Andrew Roberts. Photo from his official website.
Did the Allies win World War II because of the SNAFU principle?
I've been listening to an audiobook of Andrew Roberts' history of World War II, The Storm of War, and while I originally assumed it had nothing to do with this blog (I read a lot of books that have nothing to do with Robert Anton Wilson or his ideas) I realized there was a possible connection.
As stated in Illuminatus!, the SNAFU principle is "communication is possible only between equals." in Prometheus Rising, Wilson says this is an over-simplification for satirical purposes, and offers the following more precise "law":
Adequate communication flows freely between equals. Communication between non-equals is warped and distorted by second-circuit Domination and Submission rituals perpetuating communication jam and a Game Without End.
Hitler arguably lost the war because nobody could tell him anything; he ignored good advice, for example, to build a large fleet of submarines before the war, to allow the German army to break out of Stalingrad rather than allow itself to be captured, to call off the Kursk operation when it became obvious the Russians had prepared for it for months, etc.
Nobody could tell Stalin anything, either. The dictator ignored reports that the Germans were about to invade on June 22, 1941. This led to enormous losses early in the war that were largely unnecessary. In the end, Stalin may have won because he had enormous resources that could overcome his mistakes.
Roosevelt and Churchill, by contrast, could not simply have people shot when they heard advice they wanted to disregard. For political reasons, they had to avoid making serious errors. So, Roberts writes, they set up committees to provide advice on the operation of the war, and all opinions could be debated. The Americans wanted to invade France early in the war; this could have been a disaster, and the British were allowed to persuade their allies to postpone the operation.
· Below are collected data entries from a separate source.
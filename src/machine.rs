use std::cell::RefCell;
use std::rc::Rc;

use crate::cpu::{self, Cpu};
use crate::error::{MachineError, Result};
use crate::framebuffer::Framebuffer;
use crate::intc::{Intc, PendingHandle, IRQ_TIMER, IRQ_UART};
use crate::memory::Memory;
use crate::memsize::MemSizeProbe;
use crate::mmio::Shared;
use crate::platform::{PlatformPower, PowerHandle};
use crate::rtc::Rtc;
use crate::timer::Timer;
use crate::uart::Uart;

const BASE_INTC: u64 = 0x1FE0_0000;
const SIZE_INTC: u64 = 0x40;
const BASE_TIMER: u64 = 0x1FE0_0100;
const SIZE_TIMER: u64 = 0x28;
const BASE_RTC: u64 = 0x1FE0_0200;
const SIZE_RTC: u64 = 0x28;
const BASE_UART: u64 = 0x1FE0_0300;
const SIZE_UART: u64 = 0x10;
const BASE_MEMSIZE: u64 = 0x1FE0_0400;
const SIZE_MEMSIZE: u64 = 0x08;
const BASE_PLATFORM: u64 = 0x1FE0_0500;
const SIZE_PLATFORM: u64 = 0x01;
const BASE_FRAMEBUFFER: u64 = 0x1FE0_0700;
const SIZE_FRAMEBUFFER: u64 = 0x301 + 65536;

const TIMER_VIRTUAL_FREQ: u64 = 10_000_000;

/// Owns the CPU plus every device it can see through MMIO, and drives
/// the execution loop until the guest requests a poweroff.
///
/// The INTC, timer and UART are each wrapped in `Rc<RefCell<_>>`: the
/// bus holds one handle (via [`Shared`]) to satisfy guest loads/stores,
/// and `Machine` keeps a second to call their non-MMIO methods
/// (`check`, `tick`, `start`/`stop`) directly from the run loop.
pub struct Machine {
    cpu: Cpu,
    memory: Memory,
    intc: Rc<RefCell<Intc>>,
    timer: Rc<RefCell<Timer>>,
    uart: Rc<RefCell<Uart>>,
    software_irq: PendingHandle,
    power: PowerHandle,
}

impl Machine {
    pub fn new(memory_size: u64, image: &[u8], framebuffer: bool) -> Result<Self> {
        if image.len() as u64 > memory_size {
            return Err(MachineError::ImageTooLarge {
                image_len: image.len() as u64,
                memory_size,
            });
        }

        let mut memory = Memory::new(memory_size);
        memory.load_image(image);

        let intc = Intc::new();
        let software_irq = intc.pending_handle();
        let intc = Rc::new(RefCell::new(intc));

        let timer = Timer::new(TIMER_VIRTUAL_FREQ, IRQ_TIMER, intc.borrow().pending_handle());
        let timer = Rc::new(RefCell::new(timer));

        let uart = Uart::new(IRQ_UART, intc.borrow().pending_handle());
        let uart = Rc::new(RefCell::new(uart));

        let rtc = Rtc::new();
        let memsize = MemSizeProbe::new(memory_size);
        let platform = PlatformPower::new();
        let power = platform.handle();

        memory
            .mmio
            .register(BASE_INTC, SIZE_INTC, "intc", Box::new(Shared(intc.clone())))?;
        memory
            .mmio
            .register(BASE_TIMER, SIZE_TIMER, "timer", Box::new(Shared(timer.clone())))?;
        memory
            .mmio
            .register(BASE_RTC, SIZE_RTC, "rtc", Box::new(rtc))?;
        memory
            .mmio
            .register(BASE_UART, SIZE_UART, "uart", Box::new(Shared(uart.clone())))?;
        memory
            .mmio
            .register(BASE_MEMSIZE, SIZE_MEMSIZE, "memsize", Box::new(memsize))?;
        memory
            .mmio
            .register(BASE_PLATFORM, SIZE_PLATFORM, "platform", Box::new(platform))?;

        if framebuffer {
            memory.mmio.register(
                BASE_FRAMEBUFFER,
                SIZE_FRAMEBUFFER,
                "framebuffer",
                Box::new(Framebuffer::new()),
            )?;
        }

        if memory_size < 8 {
            return Err(MachineError::MemoryTooSmall(memory_size));
        }
        let mut cpu = Cpu::new();
        let boot_pc = memory.read(0, 8).expect("memory_size >= 8 checked above");
        cpu.set_pc(boot_pc);
        cpu.set_sp(memory_size - 8);

        uart.borrow_mut().start();

        Ok(Machine {
            cpu,
            memory,
            intc,
            timer,
            uart,
            software_irq,
            power,
        })
    }

    /// Runs until the guest writes 0 to the platform-power register.
    pub fn run(&mut self) {
        while self.power.is_on() {
            cpu::execute::step(
                &mut self.cpu,
                &mut self.memory,
                &self.intc,
                &self.timer,
                &self.software_irq,
            );
        }
        self.uart.borrow_mut().stop();
    }
}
There were mistakes made, such as the Dieppe Raid, Roberts argues, but none were big enough to affect the outcome of the war.
Neal Stephenson, in Cryptonomicon, offers similar comments about an American advantage in the war: Bad news could be delivered without serious consequence, and therefore it was possible to have a rational discussion about setbacks and figure out how to overcome them.
Roberts' book was favorably reviewed several years ago in the New York Times, calling it to my attention. It's a pretty good military summary of the war, although flawed in that he downplays atrocities committed by the allies and cannot seem to grasp why Ireland might have chosen to remain neutral.